You must be on a wind up, MUST be.
The idea that one bank or small group of banks will 'win all the monies' in the fx market is beyond schoolboy ridiculous. Honestly I had interns from first year Uni who understood this stuff with more clarity than you do...
Are you saying that intraday moves are by prop traders alone....? You can't sit there in your cave making this stuff up and then stating it as definite fact. Eurgh, you're using small timeframe exchange product logic to explain moves in the fx market. Did Al Brooks do this to you? Even he knows there are many participants in the fx market who are not seeking direct profit from that trade. A significant number of large client orders are hedges.
What is with this 1 million retail traders nonsense? You mean retail traders that have ever opened an account because they see fxpro on a fkin Fulham shirt? They don't provide any volume and are irrelevant. The regularly active number is nowhere near that. The US is by far the biggest retail market with just under 100k -
http://forexmagnates.com/exclusive-q3-2013-us-retail-forex-broker-profitability-report-ib-1/ - and the average account size is pitiful even if you account for those 'active' accounts.
DB are the biggest non sovereign player in the FX market - you can see their Q3 statement if you like, it's a public document. There you will find that despite facilitating the most volume in both prop and agency, their
total trading activities (so not just fx) net them less than half a billion quid a quarter. Maybe it's because you're giving away the secrets of the Pharaohs away on your thread and squeezing everyone else out of the game.
Hi Random
These last comments from you are actually showing you are living in the past Forex commercial world of pre 2007 to about 2009.
The only real point I would agree with you on is Deutsche Bank being probably the largest player in the Forex markets with latest estimates - depending on who you want to believe - with them having somewhere between 15.8 % and 22% of the total market volume.
I will attach a file with a breakdown of cake share - surprised GS so low really but not surprised that just 5 or 6 Banks have over 50% market share.
Now on to the bit you don't seem to have much clue about - ie the retail section of the Forex world.
Latest estimates from 2012 / 13 say retail account for between 8% and 11% of total market share - depending on who's stats
In terms of numbers - the market is unregulated as you know - but now the US is way behind - mainly due to all the financial problems there as well as broker / trader regulation changes on leverage etc etc.
Yet again - depending on who you want to believe - there is estimates of between 1.5 million to 2.6 million retail traders trading through 1000's of brokers world wide.
The US population only account for 5% of the 7+ trillion world population - and with the fast growth in new emerging forex markets including India, Russia and other areas in the Far East - Retail as been growing fast. ( God know's why ???)
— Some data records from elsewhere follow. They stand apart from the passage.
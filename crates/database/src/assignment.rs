//! Brand-head package pools and client assignment history.
//!
//! The assignment sequence (read loads, pick, insert, complete the lead) runs
//! under `BEGIN IMMEDIATE`, so two clients arriving at once cannot both read
//! the same minimum load.

use sqlx::{SqliteConnection, SqlitePool};
use workflow_core::BdLeadStatus;

use crate::error::{DatabaseError, Result};
use crate::lead::set_bd_lead_status;
use crate::models::{BrandHeadLoad, Client, ClientAssignment};
use crate::{begin_immediate, timestamp_now};

/// Result of [`assign_client`].
#[derive(Debug, Clone, PartialEq, Eq)]
pub enum AssignOutcome {
    /// A new assignment was written.
    Assigned {
        assignment: ClientAssignment,
        brand_head: BrandHeadLoad,
        /// The business-developer lead that was marked `Completed`, if the
        /// client came from one.
        completed_lead_id: Option<i64>,
    },
    /// The client already had an assignment; nothing was written.
    AlreadyAssigned(ClientAssignment),
    /// No brand head serves the client's package.
    NoCandidates { package: String },
}

/// Add a brand head to a package pool. Adding an existing pair is a no-op.
pub async fn add_package(pool: &SqlitePool, brand_head_id: i64, package: &str) -> Result<()> {
    sqlx::query(
        r#"
        INSERT INTO brand_head_packages (brand_head_id, package)
        VALUES (?, ?)
        ON CONFLICT(brand_head_id, package) DO NOTHING
        "#,
    )
    .bind(brand_head_id)
    .bind(package)
    .execute(pool)
    .await?;

    Ok(())
}

/// Count brand heads serving a package.
pub async fn count_package_brand_heads(pool: &SqlitePool, package: &str) -> Result<i64> {
    let count = sqlx::query_scalar::<_, i64>(
        r#"
        SELECT COUNT(*) FROM brand_head_packages WHERE package = ?
        "#,
    )
    .bind(package)
    .fetch_one(pool)
    .await?;

    Ok(count)
}

/// Brand heads serving a package with their pool-wide load.
pub async fn package_loads(pool: &SqlitePool, package: &str) -> Result<Vec<BrandHeadLoad>> {
    let mut conn = pool.acquire().await?;
    package_loads_on(&mut conn, package).await
}

async fn package_loads_on(conn: &mut SqliteConnection, package: &str) -> Result<Vec<BrandHeadLoad>> {
    let loads = sqlx::query_as::<_, BrandHeadLoad>(
        r#"
        SELECT s.id AS brand_head_id,
               s.name AS name,
               s.email AS email,
               COUNT(ca.id) AS assignment_count,
               MAX(ca.assigned_at) AS last_assigned_at
        FROM brand_head_packages bp
        INNER JOIN staff s ON s.id = bp.brand_head_id
        LEFT JOIN client_assignments ca ON ca.brand_head_id = s.id
        WHERE bp.package = ?
        GROUP BY s.id, s.name, s.email
        ORDER BY s.id
        "#,
    )
    .bind(package)
    .fetch_all(&mut *conn)
    .await?;

    Ok(loads)
}

/// Get the assignment for a client, if one exists.
pub async fn get_assignment(pool: &SqlitePool, client_id: i64) -> Result<Option<ClientAssignment>> {
    let mut conn = pool.acquire().await?;
    get_assignment_on(&mut conn, client_id).await
}

async fn get_assignment_on(
    conn: &mut SqliteConnection,
    client_id: i64,
) -> Result<Option<ClientAssignment>> {
    let assignment = sqlx::query_as::<_, ClientAssignment>(
        r#"
        SELECT id, client_id, brand_head_id, assigned_at
        FROM client_assignments
        WHERE client_id = ?
        "#,
    )
    .bind(client_id)
    .fetch_optional(&mut *conn)
    .await?;

    Ok(assignment)
}

/// Write an assignment row directly with an explicit timestamp.
///
/// Used to import history; live assignments go through [`assign_client`].
pub async fn record_assignment(
    pool: &SqlitePool,
    client_id: i64,
    brand_head_id: i64,
    assigned_at: &str,
) -> Result<ClientAssignment> {
    let mut conn = pool.acquire().await?;
    insert_assignment(&mut conn, client_id, brand_head_id, assigned_at).await
}

async fn insert_assignment(
    conn: &mut SqliteConnection,
    client_id: i64,
    brand_head_id: i64,
    assigned_at: &str,
) -> Result<ClientAssignment> {
    let id = sqlx::query_scalar::<_, i64>(
        r#"
        INSERT INTO client_assignments (client_id, brand_head_id, assigned_at)
        VALUES (?, ?, ?)
        RETURNING id
        "#,
    )
    .bind(client_id)
    .bind(brand_head_id)
    .bind(assigned_at)
    .fetch_one(&mut *conn)
    .await
    .map_err(DatabaseError::on_unique("ClientAssignment for client", client_id))?;

    Ok(ClientAssignment {
        id,
        client_id,
        brand_head_id,
        assigned_at: assigned_at.to_string(),
    })
}

/// Assign a client to a brand head from its package pool.
///
/// `pick` receives the pool's loads (never empty) and returns the chosen
/// `brand_head_id`. Returning `None` or an ID outside the pool yields
/// `NoCandidates`. The load read, the insert, and marking the source lead
/// `Completed` commit together or not at all, including when the returned
/// future is dropped part way.
pub async fn assign_client<F>(pool: &SqlitePool, client_id: i64, pick: F) -> Result<AssignOutcome>
where
    F: FnOnce(&[BrandHeadLoad]) -> Option<i64>,
{
    let mut tx = begin_immediate(pool).await?;
    let outcome = assign_locked(&mut tx, client_id, pick).await?;
    tx.commit().await?;
    Ok(outcome)
}

async fn assign_locked<F>(
    conn: &mut SqliteConnection,
    client_id: i64,
    pick: F,
) -> Result<AssignOutcome>
where
    F: FnOnce(&[BrandHeadLoad]) -> Option<i64>,
{
    if let Some(existing) = get_assignment_on(conn, client_id).await? {
        return Ok(AssignOutcome::AlreadyAssigned(existing));
    }

    let client = sqlx::query_as::<_, Client>(
        r#"
        SELECT id, company_name, email, package, team_id, source_lead_id, created_at
        FROM clients
        WHERE id = ?
        "#,
    )
    .bind(client_id)
    .fetch_optional(&mut *conn)
    .await?
    .ok_or_else(|| DatabaseError::not_found("Client", client_id))?;

    let loads = package_loads_on(conn, &client.package).await?;
    if loads.is_empty() {
        return Ok(AssignOutcome::NoCandidates {
            package: client.package,
        });
    }

    let chosen = pick(&loads).and_then(|id| loads.into_iter().find(|l| l.brand_head_id == id));
    let Some(brand_head) = chosen else {
        return Ok(AssignOutcome::NoCandidates {
            package: client.package,
        });
    };

    let assignment =
        insert_assignment(conn, client_id, brand_head.brand_head_id, &timestamp_now()).await?;

    if let Some(lead_id) = client.source_lead_id {
        set_bd_lead_status(conn, lead_id, BdLeadStatus::Completed).await?;
    }

    tracing::debug!(
        client_id,
        brand_head_id = brand_head.brand_head_id,
        "Assignment written"
    );

    Ok(AssignOutcome::Assigned {
        assignment,
        brand_head,
        completed_lead_id: client.source_lead_id,
    })
}
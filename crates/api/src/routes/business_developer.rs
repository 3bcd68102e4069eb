//! Business developer routes.

use axum::extract::{Path, State};
use axum::http::StatusCode;
use axum::Json;
use database::{BdLead, Client};
use operations::{NewClientAccount, ResolvedAssignment};
use serde::Serialize;
use tracing::warn;

use crate::error::Result;
use crate::extract::ApiJson;
use crate::state::AppState;

/// A new client account and, if it went through, its brand head.
#[derive(Serialize)]
pub struct CreatedClient {
    pub client: Client,
    pub assignment: Option<ResolvedAssignment>,
}

/// Leads handed to a business developer.
pub async fn list_leads(
    State(state): State<AppState>,
    Path(bd_id): Path<i64>,
) -> Result<Json<Vec<BdLead>>> {
    let leads = state.handoff.leads_for_business_developer(bd_id).await?;
    Ok(Json(leads))
}

/// Open a client account and assign it straight away.
///
/// The account stands even if the inline assignment fails. The insert
/// listener sees the same client on the change feed.
pub async fn create_client(
    State(state): State<AppState>,
    ApiJson(req): ApiJson<NewClientAccount>,
) -> Result<(StatusCode, Json<CreatedClient>)> {
    let client = state.onboarding.create_client_account(&req).await?;

    let assignment = match state.onboarding.assign_now(client.id).await {
        Ok(resolved) => Some(resolved),
        Err(e) => {
            warn!(client_id = client.id, "Inline assignment failed: {}", e);
            None
        }
    };

    Ok((StatusCode::CREATED, Json(CreatedClient { client, assignment })))
}
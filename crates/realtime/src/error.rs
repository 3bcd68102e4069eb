//! Error types for realtime operations.

use thiserror::Error;

/// Errors that can occur on realtime channels.
#[derive(Debug, Clone, PartialEq, Eq, Error)]
pub enum RealtimeError {
    /// The transport is not open.
    #[error("realtime transport not connected")]
    NotConnected,

    /// The channel was closed underneath a subscriber (transport dropped).
    #[error("channel closed: {0}")]
    ChannelClosed(String),

    /// Unsubscribing from a channel the hub does not know.
    #[error("unknown channel: {0}")]
    UnknownChannel(String),

    /// Transport-level failure while connecting.
    #[error("transport error: {0}")]
    Transport(String),

    /// A re-subscribe callback failed.
    #[error("resubscribe failed for {name}: {reason}")]
    Resubscribe { name: String, reason: String },
}
//! Channel names.

/// Broadcasts to business developers when a lead is handed off.
pub const BD_CHANGES: &str = "BD-changes-channel";

/// Broadcasts when the CMO's quarterly projections change.
pub const PROJECTIONS: &str = "projections";

/// Per-user notification channel.
pub fn private_notifications(user_id: i64) -> String {
    format!("private-notifications-{}", user_id)
}

/// Change feed for a table.
pub fn table_changes(table: &str) -> String {
    format!("postgres_changes:{}", table)
}

/// Tables with change feeds.
pub mod tables {
    pub const CLIENTS: &str = "clients";
    pub const TELECALLER_LEADS: &str = "telecaller_leads";
    pub const BD_LEADS: &str = "bd_leads";
    pub const CONTENT_BATCHES: &str = "content_batches";
    pub const DESIGNER_SUBMISSIONS: &str = "designer_submissions";
    pub const HELP_TICKETS: &str = "help_tickets";
}
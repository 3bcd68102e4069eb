//! Deriving a batch status from the statuses of its posts.
//!
//! Every handler that changes a post goes through [`recompute_parent_status`]
//! with one of the named rules below, so the stage predicates live in one place.

use crate::content::{BatchStatus, PostStatus};

/// How many children must satisfy the predicate.
#[derive(Debug, Clone, Copy, PartialEq, Eq)]
pub enum Quantifier {
    /// Every child, and there must be at least one.
    All,
    /// At least one child.
    Any,
}

/// A stage predicate paired with the batch status it produces.
#[derive(Debug, Clone, Copy)]
pub struct AggregateRule {
    /// Rule name for logs.
    pub name: &'static str,
    pub quantifier: Quantifier,
    pub predicate: fn(PostStatus) -> bool,
    pub target: BatchStatus,
}

impl AggregateRule {
    fn holds(&self, children: &[PostStatus]) -> bool {
        match self.quantifier {
            Quantifier::All => {
                !children.is_empty() && children.iter().all(|s| (self.predicate)(*s))
            }
            Quantifier::Any => children.iter().any(|s| (self.predicate)(*s)),
        }
    }
}

/// Every post has passed digital-marketer review.
pub const CLIENT_READY: AggregateRule = AggregateRule {
    name: "client_ready",
    quantifier: Quantifier::All,
    predicate: |s| matches!(s, PostStatus::DmApproved | PostStatus::Approved),
    target: BatchStatus::ReadyForClient,
};

/// Every post has been approved by the client.
pub const CLIENT_APPROVED: AggregateRule = AggregateRule {
    name: "client_approved",
    quantifier: Quantifier::All,
    predicate: |s| s == PostStatus::Approved,
    target: BatchStatus::Approved,
};

/// Some post went back to the designer.
pub const REWORK_REOPENS: AggregateRule = AggregateRule {
    name: "rework_reopens",
    quantifier: Quantifier::Any,
    predicate: |s| {
        matches!(
            s,
            PostStatus::Pending | PostStatus::PendingReview | PostStatus::ReworkRequested
        )
    },
    target: BatchStatus::InProgress,
};

/// Return the rule's target status if `children` satisfy it, otherwise `None`
/// (the parent keeps whatever status it had).
pub fn recompute_parent_status(
    children: &[PostStatus],
    rule: &AggregateRule,
) -> Option<BatchStatus> {
    rule.holds(children).then_some(rule.target)
}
So forget US FXCM etc retail dominance etc - there's nearly 200 counties forex trading in the retail market - with many illegally and of course through non regulated brokers who just don't have to report their figures to any WW board.
When I came into retail forex trading - the total market was approx 2.5 -3 trillion dollars in size and it was supposed to have grown five fold from the mid 1990's
Nowadays estimates range on the total forex market being between 4 and 5 trillion dollars - ie the largest financial market in the world - but with it being unregulated how many billions going through are from illegal sources including drug smuggling and money laundering activities- nobody really know ;-)
I personally don't think there are over 2 million retail forex traders who trade at least every quarter. In 2002 estimates were under half a million then - but with now retail accounting for between 8-11% of this new increased markets - compared to less than 6% of a smaller size in 2000.
Anyway - back to numbers again - my favourite ;-)
Even if there are only 750k retail world forex traders - ie Under half of latest estimates - then the top 5% who would being making profits consistently would be approx 37-38000 traders in total .
Every month - thousands leave the industry - either giving up or losing their monies - but then as you know 1000's are starting off on their own forex trading journey all around the World
The Industry worry about this high "churn rate" - but as we know its there own fault for selling the "dream" and the regulators just believing all the banks etc that there is no manipulation and HFT is good for liquidity and is helpful for keeping spreads so low etc etc. Yes normal commercial BS.